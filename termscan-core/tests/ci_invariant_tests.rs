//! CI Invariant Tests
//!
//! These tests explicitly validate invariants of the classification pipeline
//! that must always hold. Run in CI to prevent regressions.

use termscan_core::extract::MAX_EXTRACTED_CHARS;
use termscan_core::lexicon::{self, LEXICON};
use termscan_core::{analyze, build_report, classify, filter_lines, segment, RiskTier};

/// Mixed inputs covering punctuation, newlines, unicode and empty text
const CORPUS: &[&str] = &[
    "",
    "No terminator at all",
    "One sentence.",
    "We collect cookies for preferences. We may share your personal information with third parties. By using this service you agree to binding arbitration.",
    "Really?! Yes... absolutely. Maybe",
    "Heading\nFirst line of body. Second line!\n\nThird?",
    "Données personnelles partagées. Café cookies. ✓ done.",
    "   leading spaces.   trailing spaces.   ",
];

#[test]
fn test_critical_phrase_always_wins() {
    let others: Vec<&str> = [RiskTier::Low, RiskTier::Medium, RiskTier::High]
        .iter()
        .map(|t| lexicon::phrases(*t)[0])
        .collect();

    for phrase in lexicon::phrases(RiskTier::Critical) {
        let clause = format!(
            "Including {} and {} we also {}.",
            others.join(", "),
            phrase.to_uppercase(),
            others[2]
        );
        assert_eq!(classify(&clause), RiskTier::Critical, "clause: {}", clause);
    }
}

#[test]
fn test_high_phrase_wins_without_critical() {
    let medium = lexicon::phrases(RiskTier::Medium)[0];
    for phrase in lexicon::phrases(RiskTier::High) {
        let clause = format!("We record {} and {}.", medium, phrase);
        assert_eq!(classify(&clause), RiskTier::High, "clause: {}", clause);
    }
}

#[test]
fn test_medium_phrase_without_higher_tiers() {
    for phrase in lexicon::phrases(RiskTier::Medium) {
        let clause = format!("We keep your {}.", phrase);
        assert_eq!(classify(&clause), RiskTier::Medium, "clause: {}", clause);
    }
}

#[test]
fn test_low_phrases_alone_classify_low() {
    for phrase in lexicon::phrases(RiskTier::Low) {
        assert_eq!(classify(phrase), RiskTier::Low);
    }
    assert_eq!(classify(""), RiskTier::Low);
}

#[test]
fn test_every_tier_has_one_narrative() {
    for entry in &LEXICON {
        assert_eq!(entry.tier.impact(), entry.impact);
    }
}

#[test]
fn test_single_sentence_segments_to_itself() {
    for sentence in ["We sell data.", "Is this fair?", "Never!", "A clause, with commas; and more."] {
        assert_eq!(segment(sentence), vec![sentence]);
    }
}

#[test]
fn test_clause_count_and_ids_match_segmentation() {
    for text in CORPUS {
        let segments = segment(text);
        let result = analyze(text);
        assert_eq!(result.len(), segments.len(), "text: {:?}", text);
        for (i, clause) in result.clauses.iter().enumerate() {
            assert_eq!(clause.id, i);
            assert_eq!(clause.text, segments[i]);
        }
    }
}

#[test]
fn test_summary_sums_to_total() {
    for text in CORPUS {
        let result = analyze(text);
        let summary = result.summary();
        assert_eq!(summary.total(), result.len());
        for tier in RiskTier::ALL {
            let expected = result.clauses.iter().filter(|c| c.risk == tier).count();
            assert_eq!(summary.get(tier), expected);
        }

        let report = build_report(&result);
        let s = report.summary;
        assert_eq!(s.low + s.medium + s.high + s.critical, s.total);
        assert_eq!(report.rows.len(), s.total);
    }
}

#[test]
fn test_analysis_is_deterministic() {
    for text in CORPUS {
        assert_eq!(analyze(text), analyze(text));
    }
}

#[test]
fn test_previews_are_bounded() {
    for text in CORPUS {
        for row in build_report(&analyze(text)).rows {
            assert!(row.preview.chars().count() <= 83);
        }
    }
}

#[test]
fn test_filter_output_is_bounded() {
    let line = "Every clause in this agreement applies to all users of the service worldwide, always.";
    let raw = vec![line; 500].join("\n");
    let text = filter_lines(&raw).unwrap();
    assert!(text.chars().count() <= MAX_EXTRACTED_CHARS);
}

****************************************

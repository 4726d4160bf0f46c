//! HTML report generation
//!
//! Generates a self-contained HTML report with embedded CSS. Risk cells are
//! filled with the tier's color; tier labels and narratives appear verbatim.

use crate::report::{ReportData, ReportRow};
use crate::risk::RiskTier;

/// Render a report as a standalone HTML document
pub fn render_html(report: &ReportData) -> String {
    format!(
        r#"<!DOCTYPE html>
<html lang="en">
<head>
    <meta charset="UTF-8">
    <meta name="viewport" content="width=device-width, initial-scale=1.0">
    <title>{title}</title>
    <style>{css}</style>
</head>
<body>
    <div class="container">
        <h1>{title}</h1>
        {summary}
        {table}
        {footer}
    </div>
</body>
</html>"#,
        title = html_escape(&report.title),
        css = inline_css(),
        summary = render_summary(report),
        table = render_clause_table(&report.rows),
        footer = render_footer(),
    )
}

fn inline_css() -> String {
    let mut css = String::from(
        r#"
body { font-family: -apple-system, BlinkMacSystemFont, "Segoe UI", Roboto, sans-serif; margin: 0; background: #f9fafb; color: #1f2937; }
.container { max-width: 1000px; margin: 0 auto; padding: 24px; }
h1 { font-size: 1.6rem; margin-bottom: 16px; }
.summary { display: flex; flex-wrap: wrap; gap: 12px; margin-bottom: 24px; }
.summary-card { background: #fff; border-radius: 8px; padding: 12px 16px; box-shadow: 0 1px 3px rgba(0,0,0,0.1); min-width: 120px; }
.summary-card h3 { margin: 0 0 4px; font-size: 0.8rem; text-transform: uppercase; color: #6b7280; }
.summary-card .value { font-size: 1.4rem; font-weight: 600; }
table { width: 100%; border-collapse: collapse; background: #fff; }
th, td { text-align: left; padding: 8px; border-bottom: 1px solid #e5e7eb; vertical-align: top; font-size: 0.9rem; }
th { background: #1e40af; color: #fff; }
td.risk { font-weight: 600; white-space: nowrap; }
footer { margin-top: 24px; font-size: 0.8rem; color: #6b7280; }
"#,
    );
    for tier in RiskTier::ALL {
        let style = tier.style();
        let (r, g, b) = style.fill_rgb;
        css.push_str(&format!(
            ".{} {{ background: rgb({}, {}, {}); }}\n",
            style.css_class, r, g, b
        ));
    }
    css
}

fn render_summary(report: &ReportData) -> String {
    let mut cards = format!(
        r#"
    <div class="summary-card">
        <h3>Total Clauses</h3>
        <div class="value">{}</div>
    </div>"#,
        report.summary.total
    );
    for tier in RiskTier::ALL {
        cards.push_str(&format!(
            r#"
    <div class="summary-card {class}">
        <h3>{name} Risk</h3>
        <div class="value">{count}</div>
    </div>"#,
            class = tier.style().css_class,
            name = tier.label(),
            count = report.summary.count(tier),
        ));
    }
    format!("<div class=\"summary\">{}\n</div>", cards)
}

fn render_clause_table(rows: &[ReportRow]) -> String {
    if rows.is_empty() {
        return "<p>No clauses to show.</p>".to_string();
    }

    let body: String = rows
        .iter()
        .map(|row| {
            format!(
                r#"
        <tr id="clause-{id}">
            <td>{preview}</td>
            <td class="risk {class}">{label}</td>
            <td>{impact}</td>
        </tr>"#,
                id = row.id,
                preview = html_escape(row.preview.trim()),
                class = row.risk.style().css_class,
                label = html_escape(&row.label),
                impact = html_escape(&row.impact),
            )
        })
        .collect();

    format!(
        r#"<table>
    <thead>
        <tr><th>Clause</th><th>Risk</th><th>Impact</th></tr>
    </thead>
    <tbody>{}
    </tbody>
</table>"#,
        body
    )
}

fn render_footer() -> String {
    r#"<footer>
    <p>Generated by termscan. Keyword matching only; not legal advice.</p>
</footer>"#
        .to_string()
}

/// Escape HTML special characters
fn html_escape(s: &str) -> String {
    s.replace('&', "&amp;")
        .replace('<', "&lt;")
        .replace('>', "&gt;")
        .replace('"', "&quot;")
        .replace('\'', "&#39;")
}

****************************************

Work required »
Only the lines above from the one with "assert_eq!(clause.id, i);" up to and including the one with "let expected = result.clauses.iter().filter(|c|" should be repeated, exactly as written.

Response to this task »
            assert_eq!(clause.id, i);
            assert_eq!(clause.text, segments[i]);
        }
    }
}

#[test]
fn test_summary_sums_to_total() {
    for text in CORPUS {
        let result = analyze(text);
        let summary = result.summary();
        assert_eq!(summary.total(), result.len());
        for tier in RiskTier::ALL {
            let expected = result.clauses.iter().filter(|c| c.risk == tier).count();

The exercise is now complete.